Reproduce every record below, character by character.

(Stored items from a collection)
# # # # # # #
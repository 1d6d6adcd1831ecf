//! Mounted live-metrics visualization collaborator.
//!
//! Mounted under `/debug/<prefix>`; the tuning-service contract only
//! performs the two-way dispatch (page vs. `/ws` stream) at the router.

pub mod page;
pub mod ws;

pub use page::page;
pub use ws::ws_upgrade;
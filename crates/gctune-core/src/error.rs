//! Shared error type across gctune crates.

use thiserror::Error;

/// Client-facing error codes (stable API).
#[derive(Debug, Clone, Copy, PartialEq, Eq)]
pub enum ClientCode {
    /// Invalid input / malformed payload.
    BadRequest,
    /// Unsupported config version.
    UnsupportedVersion,
    /// Internal server error.
    Internal,
}

impl ClientCode {
    /// String representation used in JSON responses.
    pub fn as_str(self) -> &'static str {
        match self {
            ClientCode::BadRequest => "BAD_REQUEST",
            ClientCode::UnsupportedVersion => "UNSUPPORTED_VERSION",
            ClientCode::Internal => "INTERNAL",
        }
    }
}

/// Shared result type.
pub type Result<T> = std::result::Result<T, GcTuneError>;

/// Unified error type used by core and gateway.
///
/// The tuning service itself never fails on malformed field values (those are
/// skipped per field, see `tuning::ConfigUpdater`); this surface exists for
/// the gateway config loader and the HTTP boundary.
#[derive(Debug, Error)]
pub enum GcTuneError {
    #[error("bad request: {0}")]
    BadRequest(String),
    #[error("unsupported config version")]
    UnsupportedVersion,
    #[error("internal: {0}")]
    Internal(String),
}

impl GcTuneError {
    /// Map internal error to a stable client-facing code.
    pub fn client_code(&self) -> ClientCode {
        match self {
            GcTuneError::BadRequest(_) => ClientCode::BadRequest,
            GcTuneError::UnsupportedVersion => ClientCode::UnsupportedVersion,
            GcTuneError::Internal(_) => ClientCode::Internal,
        }
    }
}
# # # # # # #
Your response:
repository 1d6d6adcd1831ecf
//! Mounted live-metrics visualization collaborator.
//!
//! Mounted under `/debug/<prefix>`; the tuning-service contract only
//! performs the two-way dispatch (page vs. `/ws` stream) at the router.

pub mod page;
pub mod ws;

pub use page::page;
pub use ws::ws_upgrade;
filename crates/gctune-core/src/error.rs
//! Shared error type across gctune crates.

use thiserror::Error;

/// Client-facing error codes (stable API).
#[derive(Debug, Clone, Copy, PartialEq, Eq)]
pub enum ClientCode {
    /// Invalid input / malformed payload.
    BadRequest,
    /// Unsupported config version.
    UnsupportedVersion,
    /// Internal server error.
    Internal,
}

impl ClientCode {
    /// String representation used in JSON responses.
    pub fn as_str(self) -> &'static str {
        match self {
            ClientCode::BadRequest => "BAD_REQUEST",
            ClientCode::UnsupportedVersion => "UNSUPPORTED_VERSION",
            ClientCode::Internal => "INTERNAL",
        }
    }
}

/// Shared result type.
pub type Result<T> = std::result::Result<T, GcTuneError>;

/// Unified error type used by core and gateway.
///
/// The tuning service itself never fails on malformed field values (those are
/// skipped per field, see `tuning::ConfigUpdater`); this surface exists for
/// the gateway config loader and the HTTP boundary.
#[derive(Debug, Error)]
pub enum GcTuneError {
    #[error("bad request: {0}")]
    BadRequest(String),
    #[error("unsupported config version")]
    UnsupportedVersion,
    #[error("internal: {0}")]
    Internal(String),
}

impl GcTuneError {
    /// Map internal error to a stable client-facing code.
    pub fn client_code(&self) -> ClientCode {
        match self {
            GcTuneError::BadRequest(_) => ClientCode::BadRequest,
            GcTuneError::UnsupportedVersion => ClientCode::UnsupportedVersion,
            GcTuneError::Internal(_) => ClientCode::Internal,
        }
    }
}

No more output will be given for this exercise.